Despite this impressive record, the OPCW faces a number of challenges as it embarks on the Syrian mission. Many are attributable to the context in which it is operating. Security is obviously one of these, as well as the extremely tight timelines set out for completing destruction. But there are also structural issues.
To begin with, the Chemical Weapons Convention is set up to limit intrusions into sensitive military and industrial facilities to the minimum necessary to verify treaty compliance. It is built around declarations by each country about its weapons and relevant industrial facilities. Inspectors visit the facilities under pre-agreed rules and verify that the declarations are accurate through records checks and observation. They don’t go searching for undeclared facilities and they don’t go snooping around declared facilities to see what else is going on. The treaty does provide a way for a country to trigger inspections of undeclared facilities, but the mechanism has never been used.
A big question in Syria is, of course, whether the Assad regime has fully declared its chemical weapons stocks. OPCW inspectors will have to act more like detectives than auditors. This will require a change in attitude, but one that the OPCW’s well-trained inspector corps can likely handle. They will also be helped by United Nations personnel, some of whom faced similar challenges when the UN monitored the destruction of Iraq’s arsenal.
When it comes to eliminating chemical weapons, the OPCW will not be following its normal routine of spending months (and sometimes years) working out a destruction plan with the state concerned. It has already started monitoring the destruction of filling and production equipment and munitions, mostly through physical mutilation. Getting rid of the toxic chemicals will be much harder. Although initial plans envisioned moving the Syrian stockpile out of the country, as I’ve argued here doing so would be illegal under the Chemical Weapons Convention. The United States has floated the possibility of bringing over newly-developed mobile destruction units. But it is far from clear that this equipment will work in the field or whether it will be able to handle the full extent of Syria’s stockpile. Even purpose-built destruction facilities in stable countries have run into technical problems that required them to suspend operations. At this time, there doesn’t seem to be a fully thought out plan for how Syria’s toxic chemicals will be eliminated. This key issue must be resolved by November 15, 2013, when the OPCW is supposed to adopt a detailed destruction plan for Syria.

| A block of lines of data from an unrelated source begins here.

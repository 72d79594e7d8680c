//! fundwise-ranker — Funding recommendation engine.
//! Budget estimation, funder matching cascade, scoring, portfolio aggregation
//! and adjacent-field ranking over an immutable reference snapshot.

pub mod request;
pub mod normalise;
pub mod budget;
pub mod placeholder;
pub mod cascade;
pub mod scorer;
pub mod risk;
pub mod decision;
pub mod portfolio;
pub mod tokenize;
pub mod adjacent;
pub mod options;
pub mod service;

pub use adjacent::{rank_adjacent_fields, AdjacentCandidate, AdjacentRanking, PrimaryField};
pub use budget::{estimate_budget, BudgetEstimate};
pub use cascade::{match_funders, CascadeOutcome, CascadeTier, FunderCandidate, FunderKey, SourceTier};
pub use decision::{run_researcher_decision, run_researcher_decision_with, DecisionResult};
pub use options::{decision_options, DecisionOptions};
pub use placeholder::{GenericFunderPriors, NoDataPlaceholder, NoPlaceholder};
pub use portfolio::{run_admin_decision, run_admin_decision_with, PortfolioResult};
pub use request::{BudgetMode, DecisionRequest, PortfolioRequest, SubjectAllocation};
pub use scorer::FunderRecommendation;
pub use service::DecisionService;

Being at the center of world events has downsides too. The OPCW will be under enormous pressure to deliver under fairly unrealistic timelines. It must, however, resist any temptation to take shortcuts with the stringent procedures it has developed in more stable environments. In addition, some countries may expect the organization to disclose any evidence it comes across on whether the Assad regime is responsible for the August chemical weapons attacks in the Damascus suburbs. These types of political headwinds will be hard to negotiate. At the same time, the OPCW’s position as a technical and relatively apolitical organization may help it withstand them and fulfill its mission in Syria.